Search the data for lines holding the word "invalid". State how many there are, and nothing else.

● DATASET EXTRACT

■ ■ ■ ■ ■

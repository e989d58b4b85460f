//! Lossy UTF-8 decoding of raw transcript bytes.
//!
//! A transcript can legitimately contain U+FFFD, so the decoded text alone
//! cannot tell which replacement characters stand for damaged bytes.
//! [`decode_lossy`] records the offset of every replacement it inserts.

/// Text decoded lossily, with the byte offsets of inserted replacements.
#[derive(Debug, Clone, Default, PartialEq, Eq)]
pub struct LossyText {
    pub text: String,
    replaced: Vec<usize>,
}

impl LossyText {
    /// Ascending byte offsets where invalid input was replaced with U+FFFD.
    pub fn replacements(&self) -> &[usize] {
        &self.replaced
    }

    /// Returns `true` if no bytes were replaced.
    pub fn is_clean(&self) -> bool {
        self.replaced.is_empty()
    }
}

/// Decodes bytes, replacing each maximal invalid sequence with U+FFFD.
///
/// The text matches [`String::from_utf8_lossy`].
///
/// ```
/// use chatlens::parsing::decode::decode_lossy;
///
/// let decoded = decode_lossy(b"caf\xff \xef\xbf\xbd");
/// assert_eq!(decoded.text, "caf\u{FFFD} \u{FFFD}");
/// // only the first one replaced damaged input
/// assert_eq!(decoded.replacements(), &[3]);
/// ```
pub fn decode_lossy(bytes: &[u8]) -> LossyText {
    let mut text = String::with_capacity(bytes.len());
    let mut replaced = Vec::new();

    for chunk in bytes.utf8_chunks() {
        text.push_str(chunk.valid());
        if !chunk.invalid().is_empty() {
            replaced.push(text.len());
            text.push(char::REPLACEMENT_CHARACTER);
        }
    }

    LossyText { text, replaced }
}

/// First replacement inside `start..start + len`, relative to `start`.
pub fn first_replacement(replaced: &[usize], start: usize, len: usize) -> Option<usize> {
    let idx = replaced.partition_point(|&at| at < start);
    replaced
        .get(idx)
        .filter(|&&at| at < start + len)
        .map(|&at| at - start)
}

■ ■ ■ ■ ■

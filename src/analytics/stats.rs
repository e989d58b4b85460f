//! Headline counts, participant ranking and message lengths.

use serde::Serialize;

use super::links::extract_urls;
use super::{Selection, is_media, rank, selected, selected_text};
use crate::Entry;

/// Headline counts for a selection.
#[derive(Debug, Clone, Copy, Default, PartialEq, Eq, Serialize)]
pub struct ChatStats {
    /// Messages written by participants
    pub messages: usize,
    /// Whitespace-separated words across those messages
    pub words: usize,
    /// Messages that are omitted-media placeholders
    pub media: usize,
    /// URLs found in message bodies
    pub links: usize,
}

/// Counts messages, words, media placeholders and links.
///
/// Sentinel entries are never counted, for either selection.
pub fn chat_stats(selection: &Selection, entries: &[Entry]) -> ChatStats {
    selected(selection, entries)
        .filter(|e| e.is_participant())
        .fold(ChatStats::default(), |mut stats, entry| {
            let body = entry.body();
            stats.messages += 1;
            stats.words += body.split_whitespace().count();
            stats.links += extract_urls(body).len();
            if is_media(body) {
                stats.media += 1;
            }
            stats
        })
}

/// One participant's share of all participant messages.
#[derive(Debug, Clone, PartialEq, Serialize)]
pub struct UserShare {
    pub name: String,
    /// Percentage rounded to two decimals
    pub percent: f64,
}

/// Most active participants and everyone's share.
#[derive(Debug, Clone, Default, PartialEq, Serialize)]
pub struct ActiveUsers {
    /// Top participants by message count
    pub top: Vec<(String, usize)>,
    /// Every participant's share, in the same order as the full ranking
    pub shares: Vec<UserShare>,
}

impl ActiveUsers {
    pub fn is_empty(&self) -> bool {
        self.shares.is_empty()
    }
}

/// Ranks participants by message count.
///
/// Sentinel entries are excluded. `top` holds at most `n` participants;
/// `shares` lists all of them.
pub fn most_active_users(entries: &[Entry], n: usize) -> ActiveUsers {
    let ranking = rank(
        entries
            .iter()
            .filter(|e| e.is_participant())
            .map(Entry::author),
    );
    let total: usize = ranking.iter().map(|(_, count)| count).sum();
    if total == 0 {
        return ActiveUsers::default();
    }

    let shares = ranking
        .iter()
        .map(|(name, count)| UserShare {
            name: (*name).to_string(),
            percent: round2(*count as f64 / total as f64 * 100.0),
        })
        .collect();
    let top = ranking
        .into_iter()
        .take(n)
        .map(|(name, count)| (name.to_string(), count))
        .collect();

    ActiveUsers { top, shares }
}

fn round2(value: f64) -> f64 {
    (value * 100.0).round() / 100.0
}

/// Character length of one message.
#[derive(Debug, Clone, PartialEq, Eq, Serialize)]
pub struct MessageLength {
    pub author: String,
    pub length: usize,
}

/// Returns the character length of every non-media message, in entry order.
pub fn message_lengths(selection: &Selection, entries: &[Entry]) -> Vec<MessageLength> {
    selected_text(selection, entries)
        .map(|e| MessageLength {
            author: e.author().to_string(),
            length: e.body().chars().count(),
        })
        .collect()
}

■ ■ ■ ■ ■

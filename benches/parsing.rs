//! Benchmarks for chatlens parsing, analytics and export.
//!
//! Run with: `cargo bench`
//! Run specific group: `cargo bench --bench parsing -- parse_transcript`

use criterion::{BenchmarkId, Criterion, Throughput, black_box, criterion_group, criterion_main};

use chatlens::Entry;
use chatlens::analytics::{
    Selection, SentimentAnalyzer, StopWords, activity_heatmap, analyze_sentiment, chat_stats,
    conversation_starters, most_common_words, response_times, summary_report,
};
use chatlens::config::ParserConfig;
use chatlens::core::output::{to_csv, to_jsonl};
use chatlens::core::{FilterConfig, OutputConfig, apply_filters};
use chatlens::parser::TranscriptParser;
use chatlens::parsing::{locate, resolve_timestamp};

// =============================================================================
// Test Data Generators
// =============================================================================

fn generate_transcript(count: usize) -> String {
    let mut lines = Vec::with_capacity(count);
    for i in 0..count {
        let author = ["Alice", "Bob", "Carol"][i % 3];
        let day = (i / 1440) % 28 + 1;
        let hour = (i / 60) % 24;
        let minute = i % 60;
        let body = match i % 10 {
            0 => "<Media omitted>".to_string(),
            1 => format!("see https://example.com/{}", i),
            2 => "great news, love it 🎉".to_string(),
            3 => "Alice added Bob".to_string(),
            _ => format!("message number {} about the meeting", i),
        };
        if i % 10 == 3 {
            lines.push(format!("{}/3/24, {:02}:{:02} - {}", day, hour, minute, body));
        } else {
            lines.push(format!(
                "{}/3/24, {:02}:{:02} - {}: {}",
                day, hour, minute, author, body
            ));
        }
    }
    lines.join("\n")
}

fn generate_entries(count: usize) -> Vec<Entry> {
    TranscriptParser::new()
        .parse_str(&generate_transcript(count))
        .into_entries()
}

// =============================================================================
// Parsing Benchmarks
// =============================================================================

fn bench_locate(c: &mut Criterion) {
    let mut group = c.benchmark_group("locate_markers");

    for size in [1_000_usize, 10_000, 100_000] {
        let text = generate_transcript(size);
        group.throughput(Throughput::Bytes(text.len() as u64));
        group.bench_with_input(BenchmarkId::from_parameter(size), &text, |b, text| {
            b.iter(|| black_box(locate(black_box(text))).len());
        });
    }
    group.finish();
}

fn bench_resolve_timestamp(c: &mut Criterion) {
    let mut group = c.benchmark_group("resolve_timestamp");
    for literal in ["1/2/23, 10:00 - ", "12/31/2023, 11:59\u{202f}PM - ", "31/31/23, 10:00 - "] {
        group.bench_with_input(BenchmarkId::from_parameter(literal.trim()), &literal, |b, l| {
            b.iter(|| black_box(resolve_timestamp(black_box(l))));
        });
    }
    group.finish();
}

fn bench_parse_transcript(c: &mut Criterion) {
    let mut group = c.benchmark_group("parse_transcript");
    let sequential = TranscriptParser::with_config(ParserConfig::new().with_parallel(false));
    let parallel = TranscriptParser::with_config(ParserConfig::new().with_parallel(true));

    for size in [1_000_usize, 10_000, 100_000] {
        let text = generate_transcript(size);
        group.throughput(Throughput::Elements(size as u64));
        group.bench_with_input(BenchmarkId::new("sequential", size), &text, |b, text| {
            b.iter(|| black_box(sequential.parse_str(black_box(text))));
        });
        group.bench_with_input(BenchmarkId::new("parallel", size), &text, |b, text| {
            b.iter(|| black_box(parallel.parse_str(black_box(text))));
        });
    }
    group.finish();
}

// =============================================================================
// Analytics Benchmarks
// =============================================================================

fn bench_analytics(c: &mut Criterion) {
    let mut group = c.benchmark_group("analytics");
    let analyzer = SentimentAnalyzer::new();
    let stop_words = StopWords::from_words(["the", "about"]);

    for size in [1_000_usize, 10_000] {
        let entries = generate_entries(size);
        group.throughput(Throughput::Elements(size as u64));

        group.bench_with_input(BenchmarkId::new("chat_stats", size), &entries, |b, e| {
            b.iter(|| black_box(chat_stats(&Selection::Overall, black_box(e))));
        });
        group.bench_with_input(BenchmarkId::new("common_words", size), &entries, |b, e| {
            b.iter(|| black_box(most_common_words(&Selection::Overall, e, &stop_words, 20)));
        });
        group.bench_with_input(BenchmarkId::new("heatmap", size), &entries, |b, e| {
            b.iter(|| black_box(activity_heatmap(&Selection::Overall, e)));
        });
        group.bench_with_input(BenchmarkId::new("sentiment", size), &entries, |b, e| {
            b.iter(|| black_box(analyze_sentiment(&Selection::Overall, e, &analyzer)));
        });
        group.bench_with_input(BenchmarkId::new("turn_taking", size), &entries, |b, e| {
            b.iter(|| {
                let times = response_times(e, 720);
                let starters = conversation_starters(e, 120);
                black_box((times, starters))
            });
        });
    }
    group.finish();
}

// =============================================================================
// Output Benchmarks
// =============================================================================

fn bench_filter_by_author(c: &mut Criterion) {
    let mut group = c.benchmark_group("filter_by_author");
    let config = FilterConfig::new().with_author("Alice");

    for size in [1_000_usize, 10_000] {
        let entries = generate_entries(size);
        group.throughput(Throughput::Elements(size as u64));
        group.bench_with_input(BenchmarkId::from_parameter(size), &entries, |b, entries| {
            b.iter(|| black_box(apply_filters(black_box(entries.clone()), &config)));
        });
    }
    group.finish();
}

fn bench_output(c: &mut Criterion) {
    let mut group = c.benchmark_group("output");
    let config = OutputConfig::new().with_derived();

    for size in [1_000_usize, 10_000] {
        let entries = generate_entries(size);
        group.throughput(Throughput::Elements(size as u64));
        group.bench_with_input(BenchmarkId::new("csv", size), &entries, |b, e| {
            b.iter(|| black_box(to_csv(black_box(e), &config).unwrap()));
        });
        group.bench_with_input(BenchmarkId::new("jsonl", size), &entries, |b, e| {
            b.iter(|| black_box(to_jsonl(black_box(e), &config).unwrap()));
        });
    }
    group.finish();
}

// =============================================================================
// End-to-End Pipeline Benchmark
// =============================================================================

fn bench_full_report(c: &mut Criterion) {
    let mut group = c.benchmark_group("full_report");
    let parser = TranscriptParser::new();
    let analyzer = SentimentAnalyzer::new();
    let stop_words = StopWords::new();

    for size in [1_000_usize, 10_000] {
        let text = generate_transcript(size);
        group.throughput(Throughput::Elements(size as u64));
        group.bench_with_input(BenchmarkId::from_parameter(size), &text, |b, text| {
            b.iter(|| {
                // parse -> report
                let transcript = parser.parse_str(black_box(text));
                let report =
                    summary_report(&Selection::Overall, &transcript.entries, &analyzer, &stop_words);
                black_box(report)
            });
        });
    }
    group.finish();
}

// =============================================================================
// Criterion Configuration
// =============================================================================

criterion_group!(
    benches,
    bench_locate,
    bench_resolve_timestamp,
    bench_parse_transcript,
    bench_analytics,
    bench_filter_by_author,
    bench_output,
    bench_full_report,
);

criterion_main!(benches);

■ ■ ■ ■ ■

● EXERCISE RESPONSE
3